Looking at the trends going on in government it would appear that some of them have an idea of what DNS does. It feels as though without being technical people they are improperly using DNS as a means to regulate the internet. We must stop things like the PROTECT IP ACT and all the Domain seizures going on. if we open the flood gates now we will never regain control.<p>I have thought of how this could possibly implemented. Recalling some people working on a p2p DNS I couldnt help but think how it would be too complicated for non techies to use.<p>To me the only logical way to implement this would be to have it as part of a browser. Firefox obviously comes to mind.<p>I see no reasons why Domain registrations could not follow the same model.<p>Are my feelings wrong on this? Do you all not feel the same way? The internet is really our last true free space of innovation and freedom.<p>While groups like Anon and LulzSec may seem to be pushing on the verge of bad guys at times. I feel that in their sometimes convoluted methods is a message that someone has to do something.<p>I think its up to us all to take as much control away from third parties and call for a Declaration of the Internet.
======
sneak
DNS is already fully decentralized. Just register a domain somewhere the US
can't readily fuck with. They're not going to get the IANA to pull an entire
sovereign nation's gTLD delegation because one of their registrants is doing
something they don't like.

PS: Namecoin is a fork of Bitcoin, as pointed out by vasilov already. It's
completely stupid and ill-conceived, which is irrelevant because it'll vanish
from disuse in short order just like AlterNIC.

PPS: Making hostname lookups "part of the browser" is the same kind of "the
internet == the web" thinking that got us abominations like WebSockets.
Please... just don't.

------
nextparadigms
_"I think its up to us all to take as much control away from third parties and
call for a Declaration of the Internet"_

Were you thinking of something like this:

<http://w2.eff.org/~barlow/Declaration-Final.html>

So far, I think Namecoin is the only P2P DNS solution that can work. I think
the guy working on Phantom protocol (code.google.com/p/phantom) was planning
on using something like DHT for a decentralized DNS.

Right now there are only 2 choices if you want to keep a free Internet:

1) Try to stop them from passing bills like Protect IP, by making a lot of
noise online and offline, and trying to gather as much support for this.

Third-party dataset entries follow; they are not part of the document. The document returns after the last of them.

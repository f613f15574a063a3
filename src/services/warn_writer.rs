//! 警告写入服务
//!
//! 只负责把有严重问题的题目写入 warn.txt，不关心流程

use anyhow::Result;
use std::fs::OpenOptions;
use std::io::Write;
use tracing::debug;

/// 警告写入服务
///
/// 职责：
/// - 将审核中发现严重问题的题目写入 warn.txt
/// - 每次只写一道题
pub struct WarnWriter {
    warn_file_path: String,
}

impl WarnWriter {
    /// 创建新的警告写入服务
    pub fn new() -> Self {
        Self {
            warn_file_path: "warn.txt".to_string(),
        }
    }

    /// 使用自定义文件路径创建
    pub fn with_path(path: impl Into<String>) -> Self {
        Self {
            warn_file_path: path.into(),
        }
    }

    /// 写入警告信息
    ///
    /// # 参数
    /// - `paper_title`: 试卷名称
    /// - `question_number`: 题号
    /// - `issues`: 问题列表
    pub fn write(&self, paper_title: &str, question_number: u32, issues: &[String]) -> Result<()> {
        debug!(
            "写入警告: 试卷 {} | 题目 {} | 问题数: {}",
            paper_title,
            question_number,
            issues.len()
        );

        let mut file = OpenOptions::new()
            .create(true)
            .append(true)
            .open(&self.warn_file_path)?;

        let warn_msg = format!(
            "试卷 {} | 题目 {} | 问题: {}\n",
            paper_title,
            question_number,
            issues.join("; ")
        );

        file.write_all(warn_msg.as_bytes())?;

        Ok(())
    }
}

impl Default for WarnWriter {
    fn default() -> Self {
        Self::new()
    }
}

2) Let them do what they want, and eventually we all move to something like
Phantom.

Obviously this 2nd solution doesn't seem ideal, at least in the short term.
Long term, it might be better to have a completely anonymized and
decentralized Internet. But it seems like such a hard task to get to the point
where many people would use it. It took a decade for Bittorrent to be used by
many people, even though I wouldn't say it's exactly mainstream right now.

So the _easier_ way to keep our Internet freedoms would be to speak out
against such measures and do whatever it takes to stop them (even
revolutions). And it seems that Anonymous is already moving to do just that:

<http://www.youtube.com/watch?v=j_9T1SPJXRI>

------
aeden
I agree that we must stop legislation that aims to control our freedom and our
will. I don't necessarily agree that a P2P DNS system is either necessary nor
will it be successfully adopted by the masses, who are exactly the people that
need protection from oppression the most.

Rather than treating the symptom (DNS) treat the disease (governments that do
not exist for the good of their people).

------
sneak
Oh, one other thing: Tor hidden service .onion hostnames already operate
outside of DNS (they are encoded keys). Last I checked, Tor is p2p, so this is
is IMHO a solved problem.

------
vasilov
You should look into Namecoin.It's a fork of the Bitcoin project.
<https://en.bitcoin.it/wiki/Namecoin>

------
trbecker
Governments not interested in the wills of the people is old news. Most of
them are just a proxy to turn the interest of few into regulation.